Weten over bospaddenstoelen
- Verse paddenstoelen mogen geen vlekken vertonen, niet glibberig zijn en stevig aanvoelen.
- Het is een fabeltje dat je paddenstoelen niet mag wassen. Vaak is het zelfs noodzakelijk bosexemplaren onder stromend water te spoelen om alle aarde eruit te krijgen. Vooral trompèttes de la mort kunnen een zachte douche gebruiken. Spoel de paddenstoelen snel onder stromend water, snij het onderste stukje van het steeltje, leg ze op een handdoek en dep ze voorzichtig droog.
- Gedroogde paddenstoelen moeten eerst een uurtje weken. Daarna kan je ze verwerken als verse. Het weekwater kan in de bereiding. 100 g verse paddenstoelen zijn gelijk aan 10 g gedroogde.
- Paddenstoelen zijn multifunctioneel in de keuken. Rauw, gebakken of gestoofd, in soep, salade, omelet, saus en stoofpotjes.

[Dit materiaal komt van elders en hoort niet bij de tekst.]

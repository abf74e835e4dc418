//! Card records and their wire shapes

use chrono::{DateTime, Utc};
use serde::{Deserialize, Serialize};
use sqlx::FromRow;

/// Card row as stored in the `cards` table
#[derive(Debug, Clone, PartialEq, Eq, FromRow)]
pub struct Card {
    pub id: i32,
    pub name: String,
    pub x: i32,
    pub y: i32,
    pub template: String,
    pub created_at: DateTime<Utc>,
}

/// Inbound payload for create and update.
///
/// All fields are required; update replaces every mutable column.
#[derive(Debug, Clone, PartialEq, Eq, Serialize, Deserialize)]
pub struct CardSnapshot {
    pub name: String,
    pub x: i32,
    pub y: i32,
    pub template: String,
}

/// Card as returned to clients (`created_at` is not exposed)
#[derive(Debug, Clone, PartialEq, Eq, Serialize, Deserialize)]
pub struct CardResponse {
    pub id: i32,
    pub name: String,
    pub x: i32,
    pub y: i32,
    pub template: String,
}

impl From<Card> for CardResponse {
    fn from(card: Card) -> Self {
        Self {
            id: card.id,
            name: card.name,
            x: card.x,
            y: card.y,
            template: card.template,
        }
    }
}

/// Readiness response for `GET /`
#[derive(Debug, Serialize)]
pub struct HealthResponse {
    pub message: &'static str,
}

#[cfg(test)]
mod tests {
    use super::*;
    use serde_json::json;

    #[test]
    fn response_omits_created_at() {
        let card = Card {
            id: 7,
            name: "Alice".into(),
            x: 10,
            y: 20,
            template: "blue".into(),
            created_at: Utc::now(),
        };

        let body = serde_json::to_value(CardResponse::from(card)).unwrap();
        assert_eq!(
            body,
            json!({"id": 7, "name": "Alice", "x": 10, "y": 20, "template": "blue"})
        );
    }

    #[test]
    fn snapshot_requires_every_field() {
        let missing = serde_json::from_value::<CardSnapshot>(json!({
            "name": "Alice", "x": 10, "y": 20
        }));
        assert!(missing.is_err());

        let wrong_type = serde_json::from_value::<CardSnapshot>(json!({
            "name": "Alice", "x": "ten", "y": 20, "template": "blue"
        }));
        assert!(wrong_type.is_err());
    }

    #[test]
    fn snapshot_ignores_unknown_fields() {
        let snapshot: CardSnapshot = serde_json::from_value(json!({
            "name": "Alice", "x": 10, "y": 20, "template": "blue", "id": 99
        }))
        .unwrap();
        assert_eq!(snapshot.name, "Alice");
        assert_eq!(snapshot.template, "blue");
    }
}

- Peterselie en knoflook zijn de traditionele begeleiders van bospaddenstoelen, maar ook salie, basilicum, bieslook en dragon maken een mooie match.
- Paddenstoelen bestaan voor 90% uit water, waardoor ze tijdens de bereiding lijken weg te smelten. Verse paddenstoelen zijn het lekkerst kort gebakken in goede olijfolie met wat boter.
- Gebruik je gedroogde en verse exemplaren door elkaar, dan is sauteren, bakken op een laag vuurtje, het best.
- Paddenstoelen bevatten waardevolle mineralen en vitamine B1, B2, D en E. Dat ze slechts 1% vet bevatten maar evenveel eiwit als pakweg vlees en melk, is mooi meegenomen.